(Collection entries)
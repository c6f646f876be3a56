//! # Bytecode Evaluator
//!
//! An alternative to tree-walking for the arithmetic, comparison and logical
//! subset of expressions:
//!
//! 1. `compiler` splits the source text into operators and operands and
//!    emits a [`BytecodeProgram`]
//! 2. `peephole` specializes operations on two integer literals
//! 3. `vm` runs the program on an explicit operand stack
//!
//! Both evaluators share `executor::types::ops`, so they agree on every
//! result.

pub mod compiler;
pub mod opcode;
pub mod peephole;
pub mod program;
pub mod vm;

#[cfg(test)]
mod tests;

pub use compiler::{compile_expression, CompileError};
pub use opcode::OpCode;
pub use program::BytecodeProgram;

/// Compile, specialize and validate an expression.
pub fn compile(source: &str) -> Result<BytecodeProgram, CompileError> {
    let mut program = compile_expression(source)?;
    peephole::optimize(&mut program);
    program.validate()?;
    Ok(program)
}
//! Tests for name resolution, modules, frontmatter, call depth and
//! cancellation

use std::sync::{Arc, Mutex};

use serde_json::json;
use tokio_util::sync::CancellationToken;

use super::helpers::{context, eval, run_in, text, var};
use crate::config::{EngineConfig, EvaluatorMode};
use crate::executor::statements::execute_source;
use crate::executor::types::{FunctionBody, UserFunction};
use crate::executor::{Interpreter, ScriptError, Services, Val};
use crate::host::{MapFrontmatter, ModuleExecutor};

/// Records every module call and echoes `module.function(args)`
#[derive(Default)]
struct RecordingModules {
    calls: Mutex<Vec<String>>,
}

impl RecordingModules {
    fn calls(&self) -> Vec<String> {
        self.calls.lock().unwrap().clone()
    }
}

impl ModuleExecutor for RecordingModules {
    fn execute_module_function(
        &self,
        module: &str,
        function: &str,
        args: &[Val],
    ) -> Result<Val, ScriptError> {
        let args: Vec<String> = args.iter().map(Val::to_display_string).collect();
        let call = format!("{}.{}({})", module, function, args.join(","));
        self.calls.lock().unwrap().push(call.clone());
        Ok(Val::Str(call))
    }
}

fn services_with_modules() -> (Services, Arc<RecordingModules>) {
    let modules = Arc::new(RecordingModules::default());
    let services = Services::default().with_modules(modules.clone());
    (services, modules)
}

/* ===================== Modules ===================== */

#[test]
fn test_module_calls_route_to_executor() {
    let (services, modules) = services_with_modules();
    let mut ctx = context();
    run_in(
        &services,
        &mut ctx,
        "let greeting = tp.user.greet('Ada', 2); let title = tp.file.title;",
    )
    .unwrap();

    assert_eq!(var(&ctx, "greeting"), text("user.greet(Ada,2)"));
    assert_eq!(var(&ctx, "title"), text("file.title()"));
    assert_eq!(modules.calls(), vec!["user.greet(Ada,2)", "file.title()"]);
}

#[test]
fn test_pure_calls_are_cached_per_iteration() {
    let (services, modules) = services_with_modules();
    let mut ctx = context();
    run_in(
        &services,
        &mut ctx,
        "for (let i = 0; i < 3; i++) { let a = tp.date.now('YYYY'); let b = tp.date.now('YYYY'); }",
    )
    .unwrap();
    assert_eq!(modules.calls().len(), 3);
}

#[test]
fn test_pure_calls_outside_loops_are_not_cached() {
    let (services, modules) = services_with_modules();
    let mut ctx = context();
    run_in(
        &services,
        &mut ctx,
        "let a = tp.date.now('YYYY'); let b = tp.date.now('YYYY');",
    )
    .unwrap();
    assert_eq!(modules.calls().len(), 2);
}

#[test]
fn test_loop_cache_ends_with_the_loop() {
    let (services, modules) = services_with_modules();
    let mut ctx = context();
    run_in(
        &services,
        &mut ctx,
        "for (let i = 0; i < 2; i++) { let a = tp.file.title; } let after = tp.file.title;",
    )
    .unwrap();
    assert_eq!(modules.calls().len(), 3);
}

#[test]
fn test_impure_calls_are_never_cached() {
    let (services, modules) = services_with_modules();
    let mut ctx = context();
    run_in(
        &services,
        &mut ctx,
        "for (let i = 0; i < 2; i++) { tp.system.prompt('a'); tp.system.prompt('a'); }",
    )
    .unwrap();
    assert_eq!(modules.calls().len(), 4);
}

#[test]
fn test_unknown_module_function_without_executor() {
    let err = eval("tp.system.prompt('name')").unwrap_err();
    assert_eq!(err.message(), "Unknown module function: system.prompt");
}

/* ===================== Frontmatter ===================== */

#[test]
fn test_frontmatter_access() {
    let frontmatter = MapFrontmatter::from_json(&json!({
        "title": "Weekly",
        "tags": ["a", "b"],
        "meta": { "owner": "ops" }
    }));
    let services = Services::default().with_frontmatter(Arc::new(frontmatter));
    let mut ctx = context();
    run_in(
        &services,
        &mut ctx,
        r#"
        let title = tp.frontmatter.title;
        let count = tp.frontmatter.tags.length;
        let owner = tp.frontmatter['meta'].owner;
        let missing = tp.frontmatter.nothing;
        let fm = tp.frontmatter;
        "#,
    )
    .unwrap();

    assert_eq!(var(&ctx, "title"), text("Weekly"));
    assert_eq!(var(&ctx, "count"), Val::Int(2));
    assert_eq!(var(&ctx, "owner"), text("ops"));
    assert_eq!(var(&ctx, "missing"), Val::Undefined);
    match var(&ctx, "fm") {
        Val::Obj(map) => assert_eq!(map.get("title"), Some(&text("Weekly"))),
        other => panic!("expected frontmatter object, got {:?}", other),
    }
}

/* ===================== Name Resolution ===================== */

#[test]
fn test_function_references() {
    let services = Services::default();
    let mut ctx = context();
    run_in(
        &services,
        &mut ctx,
        "let f = parseInt; let n = f('7');\nfunction twice(x) { return x * 2 }\nlet g = twice; let m = g(4);",
    )
    .unwrap();
    assert_eq!(var(&ctx, "n"), Val::Int(7));
    assert_eq!(var(&ctx, "m"), Val::Int(8));
}

#[test]
fn test_host_defined_function() {
    let services = Services::default();
    let mut ctx = context();
    let body: FunctionBody = Arc::new(
        |_interp: &mut Interpreter<'_>, args: Vec<Val>| -> Result<Val, ScriptError> {
            let total: f64 = args.iter().map(Val::to_number).sum();
            Ok(Val::Num(total))
        },
    );
    ctx.define_function(UserFunction {
        name: "sum".to_string(),
        params: Vec::new(),
        body,
    });
    run_in(&services, &mut ctx, "let total = sum(1, 2, 3.5)").unwrap();
    assert_eq!(var(&ctx, "total"), Val::Num(6.5));
}

#[test]
fn test_calling_non_function_fails() {
    let services = Services::default();
    let mut ctx = context();
    let err = run_in(&services, &mut ctx, "let n = 1; n();").unwrap_err();
    assert_eq!(err.message(), "n is not a function (number)");
}

#[test]
fn test_variables_shadow_namespaces() {
    let services = Services::default();
    let mut ctx = context();
    run_in(&services, &mut ctx, "let Math = { max: 1 }; let m = Math.max;").unwrap();
    assert_eq!(var(&ctx, "m"), Val::Int(1));
}

/* ===================== Limits ===================== */

#[test]
fn test_call_depth_is_bounded() {
    let services = Services::new(EngineConfig {
        max_call_depth: 8,
        ..EngineConfig::default()
    });
    let mut ctx = context();
    let err = run_in(
        &services,
        &mut ctx,
        "function down(n) { return down(n + 1) }\ndown(0);",
    )
    .unwrap_err();
    assert!(err.message().contains("Maximum call stack size exceeded in 'down'"));
}

#[test]
fn test_cancellation_stops_loops_and_is_not_caught() {
    let services = Services::default();
    let token = CancellationToken::new();
    token.cancel();

    let mut ctx = context();
    let result = {
        let mut interp = Interpreter::new(&mut ctx, &services, &token);
        execute_source(
            &mut interp,
            "let caught = false; try { while (true) { tR += 'x' } } catch (e) { caught = true }",
        )
    };
    assert_eq!(result, Err(ScriptError::Cancelled));
    assert_eq!(var(&ctx, "caught"), Val::Bool(false));
}

/* ===================== Evaluator Selection ===================== */

#[test]
fn test_bytecode_evaluator_with_fallback() {
    let services = Services::new(EngineConfig {
        evaluator: EvaluatorMode::Bytecode,
        ..EngineConfig::default()
    });
    let mut ctx = context();
    run_in(
        &services,
        &mut ctx,
        "let a = 2 + 3 * 4; let b = a / 4; let c = [a, b].length; let d = `${a}!`;",
    )
    .unwrap();
    assert_eq!(var(&ctx, "a"), Val::Int(14));
    assert_eq!(var(&ctx, "b"), Val::Num(3.5));
    assert_eq!(var(&ctx, "c"), Val::Int(2));
    assert_eq!(var(&ctx, "d"), text("14!"));
    assert!(services.expressions.len() >= 4);
    assert_eq!(services.expressions.mode(), EvaluatorMode::Bytecode);
}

_Task objective_
Restate exactly the records above from their first line through the line that holds "pub use opcode::OpCode;", please, including both and leaving out all others.

_Answer space_
repository c6f646f876be3a56
//! # Bytecode Evaluator
//!
//! An alternative to tree-walking for the arithmetic, comparison and logical
//! subset of expressions:
//!
//! 1. `compiler` splits the source text into operators and operands and
//!    emits a [`BytecodeProgram`]
//! 2. `peephole` specializes operations on two integer literals
//! 3. `vm` runs the program on an explicit operand stack
//!
//! Both evaluators share `executor::types::ops`, so they agree on every
//! result.

pub mod compiler;
pub mod opcode;
pub mod peephole;
pub mod program;
pub mod vm;

#[cfg(test)]
mod tests;

pub use compiler::{compile_expression, CompileError};
pub use opcode::OpCode;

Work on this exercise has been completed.